Five years later, 20 Canadian residency programs have transitioned, and the AAMC Core EPAs Pilot Project is well underway. In addition to the wealth of research and publications this has led to, we now also have an understanding of the impact of assessing EPAs.
Two challenges have been keenly felt on the ground: technology and culture change.
We’ve previously discussed the multitude of data produced when learners are being assessed more frequently, and while we’ve been working to make the technology to collect and review EPA assessments as easy as possible, the bigger challenge lands squarely on the shoulders of schools and programs.
Schools now need to change the culture of assessment, and we have seen how this impacts learners and attendings differently. While this is something that technology needs to be able to support, it cannot be the sole agent of change.
With EPAs, learners are now driving the assessment process, pushing forms to their attendings. Being the driving force to request assessments is a massive culture shift, and I’ve heard from many learners who aren’t comfortable being in the driver’s seat.
Many programs put an emphasis on the volume of assessments being a shared responsibility, but in the busy clinical setting, it can be difficult to find time in the moment for more frequent assessments. While EPA forms are often short, the increase in volume also places a bigger assessment burden on the evaluators. In some cases, we have seen this shift to senior residents, who are now both responsible for being evaluated on their own EPAs, while also assessing junior learners.

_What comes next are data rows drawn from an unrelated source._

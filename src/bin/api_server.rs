//! REST server for the HR dashboard
//!
//! Proxies the spreadsheet scripts and serves the page reports.
//!
//! Usage:
//!   ./target/release/api_server [--port PORT]
//!
//! Configuration comes from the environment (and `.env`): `HTTP_PORT` and
//! `HR_<SOURCE>_URL` for each sheet. `--port` wins over `HTTP_PORT`.

use anyhow::Result;
use clap::Parser;
use hr_dashboard::api::{create_router, DashboardService};
use hr_dashboard::config::{self, Config};
use hr_dashboard::models::Source;
use std::net::SocketAddr;
use std::sync::Arc;
use tracing_subscriber::{layer::SubscriberExt, util::SubscriberInitExt};

#[derive(Parser, Debug)]
#[command(name = "api_server")]
#[command(about = "HR dashboard API: sheet proxy and report endpoints")]
struct Args {
    /// Port to listen on (overrides HTTP_PORT)
    #[arg(long)]
    port: Option<u16>,
}

fn print_banner(port: u16, config: &Config) {
    println!("============================================================");
    println!("              HR DASHBOARD API SERVER");
    println!("============================================================");
    println!();
    println!("  Port:     {}", port);
    println!("  REST:     http://localhost:{}/api/", port);
    println!();
    println!("Sheet proxies:");
    for source in Source::ALL {
        let state = if config.source(source).url.is_some() {
            "configured"
        } else {
            "NOT CONFIGURED"
        };
        println!("  GET {:<28}{}", source.api_path(), state);
    }
    println!("  POST /api/admin/upload          Forward to a script URL");
    println!();
    println!("Reports:");
    println!("  GET  /api/reports/dashboard     Home page figures");
    for page in ["attendance", "performance", "recruitment", "sortie", "turnover", "workforce"] {
        println!("  GET  /api/reports/{:<14}Page report", page);
    }
    println!("  POST /api/reports/sector        Roster analytics");
    println!();
    println!("============================================================");
}

#[tokio::main]
async fn main() -> Result<()> {
    tracing_subscriber::registry()
        .with(tracing_subscriber::fmt::layer())
        .with(tracing_subscriber::EnvFilter::new(
            std::env::var("RUST_LOG").unwrap_or_else(|_| "info".into()),
        ))
        .init();

    let args = Args::parse();
    let config = config::load()?;
    let port = args.port.unwrap_or(config.http_port);

    print_banner(port, &config);

    let service = Arc::new(DashboardService::new(config));
    let app = create_router(service);

    let addr: SocketAddr = format!("0.0.0.0:{}", port).parse()?;
    tracing::info!("Starting REST server on {}", addr);

    let listener = tokio::net::TcpListener::bind(addr).await?;
    axum::serve(listener, app).await?;

    Ok(())
}
//! Record Table ingestion
//!
//! A sheet arrives as a JSON 2-D array: row 0 is the header, every following
//! row is a positional tuple of cells. This module owns cell coercion and the
//! row normalizer that turns positional rows into typed records.

use serde_json::{Number, Value};
use std::io::Read;
use thiserror::Error;
use tracing::debug;

// ============================================================================
// Errors
// ============================================================================

#[derive(Debug, Error, PartialEq, Eq)]
pub enum TableError {
    #[error("expected a JSON array of rows")]
    NotAnArray,
    #[error("expected at least one row")]
    Empty,
}

// ============================================================================
// Record Table
// ============================================================================

/// Raw sheet contents. Rows are kept as JSON values because the upstream
/// scripts occasionally emit `null` or scalars where a row should be.
#[derive(Debug, Clone, PartialEq)]
pub struct RecordTable {
    rows: Vec<Value>,
}

impl RecordTable {
    /// Validate a payload as a table: it must be a non-empty array.
    pub fn from_value(value: Value) -> Result<Self, TableError> {
        match value {
            Value::Array(rows) if rows.is_empty() => Err(TableError::Empty),
            Value::Array(rows) => Ok(Self { rows }),
            _ => Err(TableError::NotAnArray),
        }
    }

    pub fn from_rows(rows: Vec<Value>) -> Result<Self, TableError> {
        Self::from_value(Value::Array(rows))
    }

    /// Load a CSV export of a sheet. The first record is the header row.
    pub fn from_csv<R: Read>(reader: R) -> anyhow::Result<Self> {
        let mut csv_reader = csv::ReaderBuilder::new()
            .has_headers(false)
            .flexible(true)
            .from_reader(reader);

        let mut rows = Vec::new();
        for record in csv_reader.records() {
            let record = record?;
            let cells: Vec<Value> = record.iter().map(csv_cell).collect();
            rows.push(Value::Array(cells));
        }

        Ok(Self::from_rows(rows)?)
    }

    pub fn header(&self) -> Option<&[Value]> {
        self.rows.first().and_then(|row| row.as_array()).map(Vec::as_slice)
    }

    /// Every row after the header, including malformed ones.
    pub fn data_rows(&self) -> impl Iterator<Item = &Value> {
        self.rows.iter().skip(1)
    }

    /// Number of data rows (header excluded).
    pub fn len(&self) -> usize {
        self.rows.len().saturating_sub(1)
    }

    pub fn is_empty(&self) -> bool {
        self.len() == 0
    }

    pub fn into_value(self) -> Value {
        Value::Array(self.rows)
    }
}

fn csv_cell(field: &str) -> Value {
    let trimmed = field.trim();
    if trimmed.is_empty() {
        return Value::String(String::new());
    }
    if let Ok(i) = trimmed.parse::<i64>() {
        return Value::Number(i.into());
    }
    if let Ok(f) = trimmed.parse::<f64>() {
        if let Some(n) = Number::from_f64(f) {
            return Value::Number(n);
        }
    }
    Value::String(field.to_string())
}

// ============================================================================
// Cell coercion
// ============================================================================

/// Whether a cell counts as "present". Empty strings, zero, `false` and
/// `null` are all treated as a missing value by the sheets.
pub fn is_truthy(value: &Value) -> bool {
    match value {
        Value::Null => false,
        Value::Bool(b) => *b,
        Value::Number(n) => n.as_f64().map(|f| f != 0.0 && !f.is_nan()).unwrap_or(true),
        Value::String(s) => !s.is_empty(),
        Value::Array(_) | Value::Object(_) => true,
    }
}

/// Render a cell the way the sheet displays it. `None` renders as
/// `"undefined"` so that string comparisons against a missing cell never match
/// real data.
pub fn display(value: Option<&Value>) -> String {
    match value {
        None => "undefined".to_string(),
        Some(Value::Null) => "null".to_string(),
        Some(Value::Bool(b)) => b.to_string(),
        Some(Value::Number(n)) => format_number(n),
        Some(Value::String(s)) => s.clone(),
        Some(Value::Array(items)) => items
            .iter()
            .map(|item| match item {
                Value::Null => String::new(),
                other => display(Some(other)),
            })
            .collect::<Vec<_>>()
            .join(","),
        Some(other) => other.to_string(),
    }
}

fn format_number(n: &Number) -> String {
    if let Some(i) = n.as_i64() {
        return i.to_string();
    }
    if let Some(u) = n.as_u64() {
        return u.to_string();
    }
    match n.as_f64() {
        Some(f) if f.is_finite() && f.fract() == 0.0 && f.abs() < 1e15 => format!("{}", f as i64),
        Some(f) => f.to_string(),
        None => n.to_string(),
    }
}

/// Trimmed text of a cell; falsy or missing cells become `""`.
pub fn text(row: &[Value], index: usize) -> String {
    match row.get(index) {
        Some(value) if is_truthy(value) => display(Some(value)).trim().to_string(),
        _ => String::new(),
    }
}

/// Leading integer of a cell (`"12 pers"` is 12, `3.7` is 3), otherwise 0.
pub fn integer(row: &[Value], index: usize) -> i64 {
    parse_int_prefix(&display(row.get(index))).unwrap_or(0)
}

/// Non-negative count cell.
pub fn count(row: &[Value], index: usize) -> u64 {
    integer(row, index).max(0) as u64
}

/// Leading decimal of a cell's text (`"7.5h"` is 7.5), otherwise 0.
pub fn decimal(row: &[Value], index: usize) -> f64 {
    parse_float_prefix(&text(row, index)).unwrap_or(0.0)
}

/// The cell as-is, `Null` when the row is too short.
pub fn raw(row: &[Value], index: usize) -> Value {
    row.get(index).cloned().unwrap_or(Value::Null)
}

pub fn parse_int_prefix(s: &str) -> Option<i64> {
    let s = s.trim_start();
    let (negative, rest) = match s.as_bytes().first() {
        Some(b'-') => (true, &s[1..]),
        Some(b'+') => (false, &s[1..]),
        _ => (false, s),
    };
    let digits: String = rest.chars().take_while(|c| c.is_ascii_digit()).collect();
    if digits.is_empty() {
        return None;
    }
    let magnitude = digits.parse::<i64>().unwrap_or(i64::MAX);
    Some(if negative { -magnitude } else { magnitude })
}

pub fn parse_float_prefix(s: &str) -> Option<f64> {
    let s = s.trim_start();
    let bytes = s.as_bytes();
    let mut end = 0;

    if matches!(bytes.first(), Some(b'-') | Some(b'+')) {
        end += 1;
    }
    let int_start = end;
    while end < bytes.len() && bytes[end].is_ascii_digit() {
        end += 1;
    }
    let mut digit_count = end - int_start;

    if end < bytes.len() && bytes[end] == b'.' {
        let frac_start = end + 1;
        let mut frac_end = frac_start;
        while frac_end < bytes.len() && bytes[frac_end].is_ascii_digit() {
            frac_end += 1;
        }
        digit_count += frac_end - frac_start;
        if digit_count > 0 {
            end = frac_end;
        }
    }
    if digit_count == 0 {
        return None;
    }

    // Exponent only counts when digits follow it.
    if end < bytes.len() && (bytes[end] == b'e' || bytes[end] == b'E') {
        let mut exp_end = end + 1;
        if matches!(bytes.get(exp_end), Some(b'-') | Some(b'+')) {
            exp_end += 1;
        }
        let exp_digits_start = exp_end;
        while exp_end < bytes.len() && bytes[exp_end].is_ascii_digit() {
            exp_end += 1;
        }
        if exp_end > exp_digits_start {
            end = exp_end;
        }
    }

    s[..end].parse::<f64>().ok()
}

// ============================================================================
// Row Normalizer
// ============================================================================

/// A typed record read from a fixed column layout.
pub trait SheetRecord: Sized {
    /// Source name used in logs.
    const SOURCE: &'static str;
    /// Rows narrower than this are dropped before `from_row` is called.
    const MIN_WIDTH: usize = 1;

    /// Read the record, or `None` when required key fields are missing.
    fn from_row(row: &[Value]) -> Option<Self>;
}

#[derive(Debug, Clone, PartialEq)]
pub struct Normalized<T> {
    pub records: Vec<T>,
    /// Rows dropped for being non-arrays, empty, too narrow or missing keys.
    pub skipped: usize,
}

pub fn normalize<T: SheetRecord>(table: &RecordTable) -> Normalized<T> {
    let mut records = Vec::with_capacity(table.len());
    let mut skipped = 0;

    for row in table.data_rows() {
        let cells = match row.as_array() {
            Some(cells) if !cells.is_empty() && cells.len() >= T::MIN_WIDTH => cells,
            _ => {
                skipped += 1;
                continue;
            }
        };
        match T::from_row(cells) {
            Some(record) => records.push(record),
            None => skipped += 1,
        }
    }

    if skipped > 0 {
        debug!(source = T::SOURCE, kept = records.len(), skipped, "Dropped malformed rows");
    }

    Normalized { records, skipped }
}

Additionally, the concept of entrustment itself has to be made clear and understandable, not only for the committee members making entrustment decisions but also for the evaluators assessing learner performance on the key tasks of the discipline.
The shift toward task-based assessment versus competencies is the first hurdle. Ole ten Cate recently clarified, “The confusion may stem from the distinction between competencies and EPAs, which I often discover is not clear to everyone. Competencies are person descriptors, as they signify what individuals are able to do, whereas EPAs are work descriptors and only reflect the work, tasks and activities that are to be carried out in health care irrespective of who does that work.”

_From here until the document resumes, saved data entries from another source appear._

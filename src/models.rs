use serde::{Deserialize, Serialize};
use serde_json::Value;
use std::fmt;

use crate::table::{count, decimal, raw, text, SheetRecord};

/// External spreadsheet-backed endpoints proxied by the server.
#[derive(Debug, Clone, Copy, PartialEq, Eq, Hash, Serialize, Deserialize)]
#[serde(rename_all = "lowercase")]
pub enum Source {
    Workforce,
    Attendance,
    Performance,
    Turnover,
    Recruitment,
    Sortie,
    Auth,
}

impl Source {
    pub const ALL: [Source; 7] = [
        Source::Workforce,
        Source::Attendance,
        Source::Performance,
        Source::Turnover,
        Source::Recruitment,
        Source::Sortie,
        Source::Auth,
    ];

    pub fn name(self) -> &'static str {
        match self {
            Source::Workforce => "workforce",
            Source::Attendance => "attendance",
            Source::Performance => "performance",
            Source::Turnover => "turnover",
            Source::Recruitment => "recruitment",
            Source::Sortie => "sortie",
            Source::Auth => "auth",
        }
    }

    /// Path of the proxy endpoint serving this sheet.
    pub fn api_path(self) -> &'static str {
        match self {
            Source::Workforce => "/api/workforce",
            Source::Attendance => "/api/attendance",
            Source::Performance => "/api/performance",
            Source::Turnover => "/api/turnover",
            Source::Recruitment => "/api/recruitment",
            Source::Sortie => "/api/sortie",
            Source::Auth => "/api/admin/auth",
        }
    }

    /// Prefix of the environment variables configuring this source.
    pub fn env_prefix(self) -> &'static str {
        match self {
            Source::Workforce => "HR_WORKFORCE",
            Source::Attendance => "HR_ATTENDANCE",
            Source::Performance => "HR_PERFORMANCE",
            Source::Turnover => "HR_TURNOVER",
            Source::Recruitment => "HR_RECRUITMENT",
            Source::Sortie => "HR_SORTIE",
            Source::Auth => "HR_AUTH",
        }
    }
}

impl fmt::Display for Source {
    fn fmt(&self, f: &mut fmt::Formatter<'_>) -> fmt::Result {
        f.write_str(self.name())
    }
}

// ============================================================================
// Column layouts
// ============================================================================

pub mod columns {
    pub mod attendance {
        pub const CODE: usize = 2;
        pub const NAME: usize = 3;
        pub const ATTENDANCE: usize = 10;
        pub const GROUP: usize = 31;
        pub const CONTRACT: usize = 34;
        pub const CATEGORY: usize = 36;
    }

    pub mod performance {
        pub const DATE: usize = 0;
        pub const CODE: usize = 2;
        pub const NAME: usize = 3;
        pub const GROUP: usize = 31;
        pub const DEPARTMENT: usize = 36;
        pub const HOURS: usize = 40;
        pub const AG: usize = 41;
    }

    pub mod recruitment {
        pub const DATE: usize = 0;
        pub const WEEK: usize = 1;
        pub const QZ: usize = 2;
        pub const MONTH: usize = 3;
        pub const DEPARTMENT: usize = 4;
        pub const SECTOR: usize = 5;
        pub const SOURCE: usize = 6;
        pub const INTERIM: usize = 7;
        pub const COUNT: usize = 8;
    }

    pub mod sortie {
        pub const QZ: usize = 0;
        pub const MONTH: usize = 1;
        pub const YEAR: usize = 2;
        pub const SEX: usize = 3;
        pub const CONTRACT: usize = 4;
        pub const DEPARTMENT: usize = 5;
        pub const COUNT: usize = 6;
    }

    pub mod turnover {
        pub const MONTH: usize = 0;
        pub const FINISHED: usize = 1;
        pub const GROUP: usize = 2;
        pub const CONTRACT: usize = 3;
        pub const STARTED: usize = 4;
        pub const ENDED_MONTH: usize = 5;
    }

    pub mod workforce {
        pub const CODE: usize = 0;
        pub const REGISTRATION: usize = 1;
        pub const NAME: usize = 2;
        pub const NIF: usize = 3;
        pub const SEX: usize = 4;
        pub const AGE: usize = 5;
        pub const PHONE: usize = 6;
        pub const CONTRACT: usize = 7;
        pub const CENTER: usize = 8;
        pub const GROUP: usize = 9;
        pub const SUPERVISOR: usize = 10;
        pub const DEPARTMENT: usize = 11;
        pub const POSITION: usize = 12;
        pub const HIRED_ON: usize = 13;
        pub const LEFT_ON: usize = 14;
        pub const CARRIER: usize = 15;
        pub const PR_H1: usize = 16;
        pub const PR_H2: usize = 17;
        pub const PR_AS: usize = 18;
        pub const LEAVE: usize = 19;
    }
}

// ============================================================================
// Records
// ============================================================================

/// One worker's attendance line. Every array row is kept; the aggregator
/// decides which breakdowns a row feeds.
#[derive(Debug, Clone, PartialEq, Serialize)]
pub struct AttendanceRecord {
    pub code: String,
    pub name: String,
    /// Attendance code, uppercased (`T` present, `I` absent).
    pub attendance: String,
    pub group: String,
    pub contract: String,
    pub category: String,
}

impl SheetRecord for AttendanceRecord {
    const SOURCE: &'static str = "attendance";

    fn from_row(row: &[Value]) -> Option<Self> {
        use columns::attendance::*;
        Some(Self {
            code: text(row, CODE),
            name: text(row, NAME),
            attendance: text(row, ATTENDANCE).to_uppercase(),
            group: text(row, GROUP),
            contract: text(row, CONTRACT),
            category: text(row, CATEGORY),
        })
    }
}

#[derive(Debug, Clone, PartialEq, Serialize)]
#[serde(rename_all = "camelCase")]
pub struct PerformanceRecord {
    pub date: String,
    pub code: String,
    pub name: String,
    /// Working hours as written in the sheet.
    pub working_hours: String,
    #[serde(skip)]
    pub hours: f64,
    pub group: String,
    pub department: String,
    pub ag: String,
}

impl SheetRecord for PerformanceRecord {
    const SOURCE: &'static str = "performance";

    fn from_row(row: &[Value]) -> Option<Self> {
        use columns::performance::*;
        let record = Self {
            date: text(row, DATE),
            code: text(row, CODE),
            name: text(row, NAME),
            working_hours: text(row, HOURS),
            hours: decimal(row, HOURS),
            group: text(row, GROUP),
            department: text(row, DEPARTMENT),
            ag: text(row, AG),
        };
        let complete = !record.code.is_empty()
            && !record.name.is_empty()
            && !record.date.is_empty()
            && !record.group.is_empty();
        complete.then_some(record)
    }
}

#[derive(Debug, Clone, PartialEq, Serialize)]
#[serde(rename_all = "camelCase")]
pub struct RecruitmentRecord {
    pub date: String,
    pub week: String,
    pub qz: String,
    pub month: String,
    pub department: String,
    pub sector: String,
    pub source: String,
    pub interim: String,
    pub count: u64,
}

impl SheetRecord for RecruitmentRecord {
    const SOURCE: &'static str = "recruitment";
    const MIN_WIDTH: usize = 9;

    fn from_row(row: &[Value]) -> Option<Self> {
        use columns::recruitment::*;
        let record = Self {
            date: text(row, DATE),
            week: text(row, WEEK),
            qz: text(row, QZ),
            month: text(row, MONTH),
            department: text(row, DEPARTMENT),
            sector: text(row, SECTOR),
            source: text(row, SOURCE),
            interim: text(row, INTERIM),
            count: count(row, COUNT),
        };
        let complete =
            !record.date.is_empty() && !record.department.is_empty() && !record.source.is_empty();
        complete.then_some(record)
    }
}

/// Exits ("sorties") per QZ, month and department.
#[derive(Debug, Clone, PartialEq, Serialize)]
#[serde(rename_all = "camelCase")]
pub struct SortieRecord {
    pub qz: String,
    pub month: String,
    pub year: String,
    pub sex: String,
    pub contract: String,
    pub department: String,
    pub count: u64,
}

impl SheetRecord for SortieRecord {
    const SOURCE: &'static str = "sortie";
    const MIN_WIDTH: usize = 7;

    fn from_row(row: &[Value]) -> Option<Self> {
        use columns::sortie::*;
        let record = Self {
            qz: text(row, QZ),
            month: text(row, MONTH),
            year: text(row, YEAR),
            sex: text(row, SEX),
            contract: text(row, CONTRACT),
            department: text(row, DEPARTMENT),
            count: count(row, COUNT),
        };
        let complete = !record.qz.is_empty()
            && !record.month.is_empty()
            && !record.year.is_empty()
            && !record.department.is_empty();
        complete.then_some(record)
    }
}

/// Headcount movement of one group and contract type in a month.
#[derive(Debug, Clone, PartialEq, Serialize)]
#[serde(rename_all = "camelCase")]
pub struct TurnoverRecord {
    pub month: String,
    pub workers_finished: u64,
    pub group: String,
    pub contract_type: String,
    pub workers_started: u64,
    pub workers_ended_month: u64,
}

impl SheetRecord for TurnoverRecord {
    const SOURCE: &'static str = "turnover";
    const MIN_WIDTH: usize = 6;

    fn from_row(row: &[Value]) -> Option<Self> {
        use columns::turnover::*;
        let record = Self {
            month: text(row, MONTH),
            workers_finished: count(row, FINISHED),
            group: text(row, GROUP),
            contract_type: text(row, CONTRACT),
            workers_started: count(row, STARTED),
            workers_ended_month: count(row, ENDED_MONTH),
        };
        let complete =
            !record.month.is_empty() && !record.group.is_empty() && !record.contract_type.is_empty();
        complete.then_some(record)
    }
}

#[derive(Debug, Clone, PartialEq, Serialize)]
#[serde(rename_all = "camelCase")]
pub struct WorkforceRecord {
    pub code: String,
    pub registration: String,
    pub name: String,
    pub nif: String,
    pub sex: String,
    /// Age cell untouched: it may be a number, a range label or free text.
    pub age: Value,
    pub phone: String,
    pub contract: String,
    pub center: String,
    pub group: String,
    pub supervisor: String,
    pub department: String,
    pub position: String,
    pub hired_on: String,
    pub left_on: String,
    pub carrier: String,
    pub pr_h1: f64,
    pub pr_h2: f64,
    pub pr_as: f64,
    pub leave: String,
}

impl WorkforceRecord {
    /// Numeric age when the cell holds a positive number.
    pub fn numeric_age(&self) -> Option<f64> {
        self.age.as_f64().filter(|age| *age > 0.0)
    }
}

impl SheetRecord for WorkforceRecord {
    const SOURCE: &'static str = "workforce";

    fn from_row(row: &[Value]) -> Option<Self> {
        use columns::workforce::*;
        Some(Self {
            code: text(row, CODE),
            registration: text(row, REGISTRATION),
            name: text(row, NAME),
            nif: text(row, NIF),
            sex: text(row, SEX),
            age: raw(row, AGE),
            phone: text(row, PHONE),
            contract: text(row, CONTRACT),
            center: text(row, CENTER),
            group: text(row, GROUP),
            supervisor: text(row, SUPERVISOR),
            department: text(row, DEPARTMENT),
            position: text(row, POSITION),
            hired_on: text(row, HIRED_ON),
            left_on: text(row, LEFT_ON),
            carrier: text(row, CARRIER),
            pr_h1: decimal(row, PR_H1),
            pr_h2: decimal(row, PR_H2),
            pr_as: decimal(row, PR_AS),
            leave: text(row, LEAVE),
        })
    }
}

#[cfg(test)]
mod tests {
    use super::*;
    use crate::table::{normalize, RecordTable};
    use serde_json::json;

    fn wide_row(width: usize, cells: &[(usize, Value)]) -> Value {
        let mut row = vec![json!(""); width];
        for (index, value) in cells {
            row[*index] = value.clone();
        }
        Value::Array(row)
    }

    #[test]
    fn test_attendance_code_is_uppercased() {
        let row = wide_row(37, &[(10, json!(" t ")), (31, json!("GroupA"))]);
        let record = AttendanceRecord::from_row(row.as_array().unwrap()).unwrap();
        assert_eq!(record.attendance, "T");
        assert_eq!(record.group, "GroupA");
        assert_eq!(record.contract, "");
    }

    #[test]
    fn test_turnover_requires_keys_and_width() {
        let table = RecordTable::from_value(json!([
            ["month", "finished", "group", "contract", "started", "ended"],
            [1, 2, "G1", "CDD", 10, 8],
            [1, 2, "", "CDD", 10, 8],
            [1, 2, "G1", "CDD", 10]
        ]))
        .unwrap();
        let normalized = normalize::<TurnoverRecord>(&table);
        assert_eq!(normalized.records.len(), 1);
        assert_eq!(normalized.skipped, 2);
        assert_eq!(normalized.records[0].month, "1");
        assert_eq!(normalized.records[0].workers_started, 10);
    }

    #[test]
    fn test_performance_hours_parse() {
        let row = wide_row(
            42,
            &[
                (0, json!("2024-05-01")),
                (2, json!("W1")),
                (3, json!("Ana")),
                (31, json!("G1")),
                (40, json!("7.5")),
            ],
        );
        let record = PerformanceRecord::from_row(row.as_array().unwrap()).unwrap();
        assert_eq!(record.hours, 7.5);
        assert_eq!(record.working_hours, "7.5");

        let missing_group = wide_row(42, &[(0, json!("2024-05-01")), (2, json!("W1")), (3, json!("Ana"))]);
        assert!(PerformanceRecord::from_row(missing_group.as_array().unwrap()).is_none());
    }

    #[test]
    fn test_workforce_numeric_age() {
        let row = json!([1, "M001", "Juan", "NIF1", "H", 30, "", "Fijo", "C1", "G1", "", "Campo"]);
        let record = WorkforceRecord::from_row(row.as_array().unwrap()).unwrap();
        assert_eq!(record.numeric_age(), Some(30.0));
        assert_eq!(record.department, "Campo");
        assert_eq!(record.leave, "");
    }
}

This is not a movement away from competencies, but a new way to assess and reframe them. We’ve seen in both postgraduate and undergraduate medicine that not only are competencies embedded within EPAs, but are still assessed separately and differently.
The next hurdle is the concept of entrustment or entrustability, which, over time, has seen a shift in definition, complicating shared understanding. Additionally, attendings evaluate both undergraduate and postgraduate learners, and in many cases, EPAs for UGME vs. PGME use different entrustment-supervision (ES) scales, which can cause further confusion.
Furthermore, when ten Cate et al. compared the utility of retrospective versus prospective scales, they noted that rater preference for each scale depended on the situation. It will be interesting to follow the natural course of this research; that is, to see if the implementation of EPAs may shift to allow a unique scale for different types of EPAs.
Given that “raters are busy frontline clinical supervisors with variable training on the tool,” this is another challenge for schools to face to ensure evaluators are comfortable with these scales – and a challenge for reporting as well, as competence/entrustment committees grapple with making summative decisions on this formative feedback.
The implementation of EPAs, even the small number being piloted on the undergraduate side, is no small task, and we look forward to continuing to work with our customers to ensure that Acuity can meet these evolving challenges.